A case of an unusual hernia associated with gastrointestinal bleeding.
Overview
abstract
BACKGROUND: Acute upper gastrointestinal (GI) bleed is a well-known presentation to the emergency department (ED) frequently accompanied by hematemesis. We describe the case of a patient with abdominal content herniation into the chest wall with a recent history of coronary artery bypass graft presenting with acute onset of hematemesis. OBJECTIVES: To present an exceedingly rare herniation of abdominal contents into the chest wall that was accompanied by hematemesis and to present the rare visual findings inherent in this pathology. CASE REPORT: A 65-year-old man presented to the ED vomiting large amounts of blood upon presentation, compromising hemodynamic stability and prompting emergent resuscitation. The patient's presentation was complicated by a large 30 × 40-cm anterior chest wall mass extending 2 cm inferior to the sternal notch expanding with each episode of hematemesis.

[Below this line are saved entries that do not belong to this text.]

//! bookforge - audiobook library conversion tool
//!
//! bookforge converts audiobook libraries between container formats by
//! orchestrating an external audio encoder. It is distributed as a single
//! static binary from GitHub releases, and this crate contains the part of
//! the tool that keeps that binary current: the self-update subsystem.
//!
//! # Architecture Overview
//!
//! The update flow is strictly linear. An immutable [`upgrade::UpdateContext`]
//! describes the running build (version, platform, release endpoints), and
//! [`upgrade::run`] walks it through the stages:
//!
//! ```text
//! resolve latest release -> compare versions -> download asset
//!     -> extract binary -> back up + swap the executable
//! ```
//!
//! Every stage failure degrades gracefully into a structured
//! [`upgrade::UpdateOutcome`] instead of an error: a failed self-update must
//! never leave the user worse off than not updating at all. The single
//! exception is a failed swap whose rollback also fails, which is surfaced
//! as an unrecoverable outcome because the installed executable may be gone.
//!
//! # Core Modules
//!
//! - [`cli`] - Command-line interface (`bookforge upgrade` and its flags)
//! - [`core`] - Error taxonomy shared by the update stages
//! - [`upgrade`] - Release resolution, download, extraction, and the
//!   backup/swap/rollback state machine
//!
//! # Command-Line Usage
//!
//! ```bash
//! bookforge upgrade            # update to the latest release
//! bookforge upgrade --check    # report whether an update exists
//! bookforge upgrade --rollback # restore the previous executable
//! ```

pub mod cli;
pub mod core;
pub mod upgrade;
//! Locating the new binary inside a release archive.
//!
//! Non-Windows assets are gzip-compressed tarballs; Windows assets are zip
//! files. Either way the archive is expected to hold exactly one
//! interesting entry, the replacement binary, and everything else in it is
//! ignored. The tar path scans entries sequentially and stops at the first
//! regular file whose base name matches; the zip path looks the entry up by
//! its full stored name.

use std::fs::File;
use std::io;
use std::path::{Path, PathBuf};

use flate2::read::GzDecoder;
use tar::Archive;
use tracing::debug;

use crate::core::UpdateError;

use super::platform::PlatformTarget;

/// Unpack the expected binary out of `archive_path` into `dest_dir`.
///
/// Returns `Ok(Some(path))` with the extracted binary's location,
/// `Ok(None)` when the archive opened cleanly but contained no entry with
/// the expected name, and `Err` for corrupt containers or I/O failures
/// mid-read. Callers treat the `None` and `Err` cases with identical
/// severity; only the message differs.
pub fn extract_binary(
    archive_path: &Path,
    dest_dir: &Path,
    expected: &str,
    target: &PlatformTarget,
) -> Result<Option<PathBuf>, UpdateError> {
    std::fs::create_dir_all(dest_dir).map_err(|e| UpdateError::Filesystem {
        detail: format!("failed to create {}: {e}", dest_dir.display()),
    })?;

    if target.is_windows() {
        extract_from_zip(archive_path, dest_dir, expected)
    } else {
        extract_from_tar_gz(archive_path, dest_dir, expected)
    }
}

/// Sequential scan of a gzip-compressed tarball.
///
/// `tar::Entry::unpack` preserves the mode bits declared in the entry
/// header, so a binary packaged as 0o755 comes out executable.
fn extract_from_tar_gz(
    archive_path: &Path,
    dest_dir: &Path,
    expected: &str,
) -> Result<Option<PathBuf>, UpdateError> {
    let file = File::open(archive_path).map_err(|e| UpdateError::Archive {
        detail: format!("failed to open {}: {e}", archive_path.display()),
    })?;
    let mut archive = Archive::new(GzDecoder::new(file));

    let entries = archive.entries().map_err(|e| UpdateError::Archive {
        detail: format!("failed to read tar entries: {e}"),
    })?;

    for entry in entries {
        let mut entry = entry.map_err(|e| UpdateError::Archive {
            detail: format!("failed to read tar entry: {e}"),
        })?;

        if !entry.header().entry_type().is_file() {
            continue;
        }

        let matches = {
            let path = entry.path().map_err(|e| UpdateError::Archive {
                detail: format!("failed to read tar entry path: {e}"),
            })?;
            path.file_name().and_then(|n| n.to_str()) == Some(expected)
        };
        if !matches {
            continue;
        }

        let out = dest_dir.join(expected);
        entry.unpack(&out).map_err(|e| UpdateError::Archive {
            detail: format!("failed to extract '{expected}': {e}"),
        })?;
        debug!("extracted {} from tarball", out.display());
        return Ok(Some(out));
    }

    Ok(None)
}

/// Random-access lookup in a zip archive by full stored name.
fn extract_from_zip(
    archive_path: &Path,
    dest_dir: &Path,
    expected: &str,
) -> Result<Option<PathBuf>, UpdateError> {
    let file = File::open(archive_path).map_err(|e| UpdateError::Archive {
        detail: format!("failed to open {}: {e}", archive_path.display()),
    })?;
    let mut archive = zip::ZipArchive::new(file).map_err(|e| UpdateError::Archive {
        detail: format!("failed to read zip archive: {e}"),
    })?;

    for index in 0..archive.len() {
        let mut entry = archive.by_index(index).map_err(|e| UpdateError::Archive {
            detail: format!("failed to read zip entry {index}: {e}"),
        })?;
        if entry.name() != expected {
            continue;
        }

        let out = dest_dir.join(expected);
        let mut outfile = File::create(&out).map_err(|e| UpdateError::Filesystem {
            detail: format!("failed to create {}: {e}", out.display()),
        })?;
        io::copy(&mut entry, &mut outfile).map_err(|e| UpdateError::Archive {
            detail: format!("failed to extract '{expected}': {e}"),
        })?;
        debug!("extracted {} from zip archive", out.display());
        return Ok(Some(out));
    }

    Ok(None)
}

Computed tomography after stabilization revealed a large ventral hernia extending into the chest wall, containing small and large bowel. We suspected this large, unusual hernia to be the underlying cause of the patient's GI bleeding. CONCLUSION: The emergency physician must be able to assess hemodynamic stability of an upper GI bleed and resuscitate the unstable patient if warranted. Diagnosis is to be subsequently determined after stabilization.